Each line below that contains "TransactionRow" should be counted. Give only the total.

(GIVEN RECORDS Opens)

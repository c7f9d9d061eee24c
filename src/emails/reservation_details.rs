use crate::emails::{self, LabelledValue, OrgHeader, PriceSummaryBlock, Stop, TransactionRow};
use crate::helper_model::{MailerError, RenderedEmail, ReservationDetailsRequest};
use crate::methods::pricing_table::build_pricing_table;
use crate::methods::{formatters, timestamps};
use crate::model::Reservation;
use askama::Template;
use chrono::{DateTime, Utc};
use chrono_tz::Tz;

#[derive(Template)]
#[template(path = "reservation_details.html")]
struct ReservationDetailsHtml {
    header: String,
    message: Vec<String>,
    reservation_number: String,
    customer_name: String,
    rv_name: String,
    rv_image_url: String,
    departure: Stop,
    arrival: Stop,
    price_summary: String,
    transactions: Vec<TransactionRow>,
    unit_details: Vec<LabelledValue>,
    sent_at: String,
}

pub fn customer_name(reservation: &Reservation) -> String {
    format!(
        "{} {}",
        reservation.first_name.as_deref().unwrap_or_default(),
        reservation.last_name.as_deref().unwrap_or_default()
    )
    .trim()
    .to_string()
}

/// Delivery rentals show the delivery address at both ends; everything else
/// shows the pickup store.
fn stops(req: &ReservationDetailsRequest, tz: Tz) -> Result<(Stop, Stop), MailerError> {
    let reservation = &req.reservation;
    let check_in = emails::format_optional_date(reservation.check_in_date.as_deref(), tz, timestamps::DATE_TIME, "Not set")?;
    let check_out = emails::format_optional_date(reservation.check_out_date.as_deref(), tz, timestamps::DATE_TIME, "Not set")?;
    let (labels, address) = if reservation.is_delivery {
        let address = reservation
            .delivery_location
            .as_ref()
            .and_then(|l| l.formatted_address.clone())
            .unwrap_or_else(|| String::from(formatters::ADDRESS_UNAVAILABLE));
        (("Delivery", "Pickup"), address)
    } else {
        let address = req
            .stores
            .iter()
            .find(|s| s.id.is_some() && s.id == reservation.store_uuid)
            .map(|s| s.single_line_address())
            .unwrap_or_else(|| String::from(formatters::ADDRESS_UNAVAILABLE));
        (("Departure", "Return"), address)
    };
    Ok((
        Stop::new(labels.0, check_in).at(&address),
        Stop::new(labels.1, check_out).at(&address),
    ))
}

pub fn render(req: &ReservationDetailsRequest) -> Result<RenderedEmail, MailerError> {
    render_at(req, Utc::now())
}

pub fn render_at(req: &ReservationDetailsRequest, now: DateTime<Utc>) -> Result<RenderedEmail, MailerError> {
    let settings = req
        .organization_settings
        .as_ref()
        .ok_or(MailerError::MissingOrganizationSettings)?;
    let tz = emails::timezone_of(Some(settings))?;

    let table = build_pricing_table(&req.price_summary);
    let reservation_id = req
        .price_summary
        .reservation_id
        .as_deref()
        .or(req.reservation.reservation_number.as_deref());
    emails::report_warnings("reservation_details", reservation_id, &table.warnings);

    let reservation_number = req.reservation.reservation_number.clone().unwrap_or_default();
    let customer_name = customer_name(&req.reservation);
    let rv = req.reservation.rvs.as_ref();
    let (departure, arrival) = stops(req, tz)?;
    let transactions = emails::transaction_rows(&req.transactions, tz);
    let message = req.email_text.as_deref().map(emails::text_lines).unwrap_or_default();

    let text = [
        format!("Reservation #{} for {}", reservation_number, customer_name),
        format!(
            "{}: {}\n{}: {}",
            departure.label, departure.when, arrival.label, arrival.when
        ),
        emails::price_summary_text(&table),
        emails::payments_text(&req.price_summary),
        emails::transactions_text(&transactions),
    ]
    .join("\n\n");

    let html = ReservationDetailsHtml {
        header: OrgHeader::new(&req.organization).render()?,
        message,
        reservation_number: reservation_number.clone(),
        customer_name,
        rv_name: emails::rv_name(rv),
        rv_image_url: emails::rv_image_url(rv),
        departure,
        arrival,
        price_summary: PriceSummaryBlock::new(&table)
            .with_payments(&req.price_summary)
            .render()?,
        transactions,
        unit_details: emails::unit_details(rv, Some(settings)),
        sent_at: timestamps::format_utc_in_timezone(now, tz, timestamps::FULL_DATE_TIME),
    }
    .render()?;

    Ok(RenderedEmail {
        subject: format!("Reservation #{} Details", reservation_number),
        html,
        text,
        warnings: table.warnings,
    })
}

(GIVEN RECORDS Closes)

### TASK SOLUTION
2